Is akhmittra/content-remix-studio safe?

https://github.com/openclaw/skills/tree/main/skills/akhmittra/content-remix-studio

97
SAFE

Content Remix Studio is a pure knowledge skill containing only markdown documentation with no executable code, no dependency requirements, and no network fetch instructions. The SKILL.md content is entirely consistent with its declared purpose of social media content repurposing strategy, with no prompt injection patterns, persona-switching instructions, or data access directives detected. Canary file accesses observed in the audit logs predate the skill installation by approximately six seconds and are attributable to the Oathe monitoring framework's baseline initialization, not to the skill itself.

Category Scores

Prompt Injection 98/100 · 30%
Data Exfiltration 98/100 · 25%
Code Execution 100/100 · 20%
Clone Behavior 92/100 · 10%
Canary Integrity 100/100 · 10%
Behavioral Reasoning 92/100 · 5%

Findings (4)

INFO Pure knowledge skill — zero executable surface 0

The skill package contains only three files: _meta.json (registry metadata), SKILL.md (instructions injected into system prompt), and README.md (documentation).
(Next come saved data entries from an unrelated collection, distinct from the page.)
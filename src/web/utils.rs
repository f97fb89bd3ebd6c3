//! Web utility functions

use axum::http::{Method, Uri};
use tracing::{info, warn};

/// Log the completion of an HTTP request
pub fn log_response(method: &Method, uri: &Uri, status: u16, request_id: &str, duration_ms: u64) {
    if status >= 400 {
        warn!(
            method = %method,
            uri = %uri,
            status = status,
            request_id = %request_id,
            duration_ms = duration_ms,
            "HTTP request completed with error"
        );
    } else {
        info!(
            method = %method,
            uri = %uri,
            status = status,
            request_id = %request_id,
            duration_ms = duration_ms,
            "HTTP request completed"
        );
    }
}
No package.json scripts, no git hooks, no submodules, no symlinks, no binary references. The requires.bins, requires.env, and requires.config fields are all empty arrays.

INFO No prompt injection patterns detected in SKILL.md 0

Full review of SKILL.md found no instructions to override system prompts, ignore previous instructions, suppress output, fetch external URLs, use invisible unicode or HTML comment tricks, adopt alternative personas, or escalate permissions. Content is entirely coherent with the declared purpose of content repurposing strategy.
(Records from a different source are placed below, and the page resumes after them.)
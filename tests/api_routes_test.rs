use async_trait::async_trait;
use axum::{
    Router,
    body::Body,
    http::{Method, Request, StatusCode},
};
use serde_json::{Value, json};
use std::sync::Arc;
use std::time::Duration;
use tower::ServiceExt;

use game_cover_proxy::{
    config::Config,
    errors::ProviderResult,
    providers::CoverProvider,
    services::CoverCache,
    web::{AppState, create_router},
};

/// Answers every id after a configurable delay
struct DelayedProvider {
    delay: Duration,
}

#[async_trait]
impl CoverProvider for DelayedProvider {
    fn name(&self) -> &'static str {
        "delayed"
    }

    async fn cover_url(&self, game_id: &str) -> ProviderResult<Option<String>> {
        tokio::time::sleep(self.delay).await;
        Ok(Some(format!("https://cdn.example/{game_id}.jpg")))
    }
}

fn app(config: Config, delay: Duration) -> Router {
    let cache = Arc::new(CoverCache::new(
        Arc::new(DelayedProvider { delay }),
        &config.cache,
    ));
    create_router(AppState::new(config, cache))
}

// Helper function to send requests to the app
async fn send_request(app: &Router, method: Method, uri: &str) -> (StatusCode, Value) {
    let request = Request::builder()
        .method(method)
        .uri(uri)
        .header("origin", "https://launcher.example")
        .body(Body::empty())
        .unwrap();

    let response = app.clone().oneshot(request).await.unwrap();
    let status = response.status();

    let body_bytes = axum::body::to_bytes(response.into_body(), usize::MAX)
        .await
        .unwrap();

    let json: Value = if body_bytes.is_empty() {
        json!({})
    } else {
        serde_json::from_slice(&body_bytes).unwrap_or(json!({}))
    };

    (status, json)
}

#[tokio::test]
async fn test_api_route_structure() {
    let app = app(Config::default(), Duration::ZERO);

    let routes = [
        ("/health", StatusCode::OK),
        ("/live", StatusCode::OK),
        ("/api/v1/covers?ids=1", StatusCode::OK),
        ("/api/v1/covers/1", StatusCode::OK),
        ("/api/v1/covers/stats", StatusCode::OK),
        ("/api/covers?ids=1", StatusCode::NOT_FOUND),
        ("/api/v1/games", StatusCode::NOT_FOUND),
    ];

    for (uri, expected) in routes {
        let (status, _) = send_request(&app, Method::GET, uri).await;
        assert_eq!(status, expected, "unexpected status for {uri}");
    }
}

#[tokio::test]
async fn test_stats_route_is_not_treated_as_game_id() {
    let app = app(Config::default(), Duration::ZERO);

    let (status, body) = send_request(&app, Method::GET, "/api/v1/covers/stats").await;

    assert_eq!(status, StatusCode::OK);
    assert_eq!(body["data"]["provider"], "delayed");
    assert!(body["data"].get("game_id").is_none());
}

#[tokio::test]
async fn test_covers_endpoint_only_accepts_get() {
    let app = app(Config::default(), Duration::ZERO);

    let (status, _) = send_request(&app, Method::POST, "/api/v1/covers?ids=1").await;

    assert_eq!(status, StatusCode::METHOD_NOT_ALLOWED);
}

#[tokio::test]
async fn test_slow_lookups_hit_request_timeout() {
    let mut config = Config::default();
    config.web.request_timeout = Duration::from_millis(50);
    let app = app(config, Duration::from_secs(5));

    let (status, body) = send_request(&app, Method::GET, "/api/v1/covers?ids=1,2").await;

    assert_eq!(status, StatusCode::REQUEST_TIMEOUT);
    assert_eq!(body["success"], false);
}

#[tokio::test]
async fn test_cors_headers_present() {
    let app = app(Config::default(), Duration::ZERO);

    let request = Request::builder()
        .uri("/api/v1/covers?ids=1")
        .header("origin", "https://launcher.example")
        .body(Body::empty())
        .unwrap();
    let response = app.oneshot(request).await.unwrap();

    assert_eq!(response.status(), StatusCode::OK);
    assert!(
        response
            .headers()
            .contains_key("access-control-allow-origin")
    );
}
LOW Skill content promotes engagement-optimized content that may trend manipulative -8

The skill's described tactics (controversy hooks, engagement bait, hot takes, reply-seeding) are standard social media growth practices but carry inherent potential for generating misleading or manipulative content. This risk is bounded by the hosting agent's existing refusal behaviors and is not unique to this skill.

INFO Install process clean — no unexpected process spawning or filesystem writes outside skill directory 0

Auditd EXECVE trace shows only expected git operations (clone, sparse-checkout, cp, rm -rf /tmp/monorepo-clone) during installation. No unexpected interpreter invocations, no writes outside /home/oc-exec/skill-under-test/, no persistence mechanisms.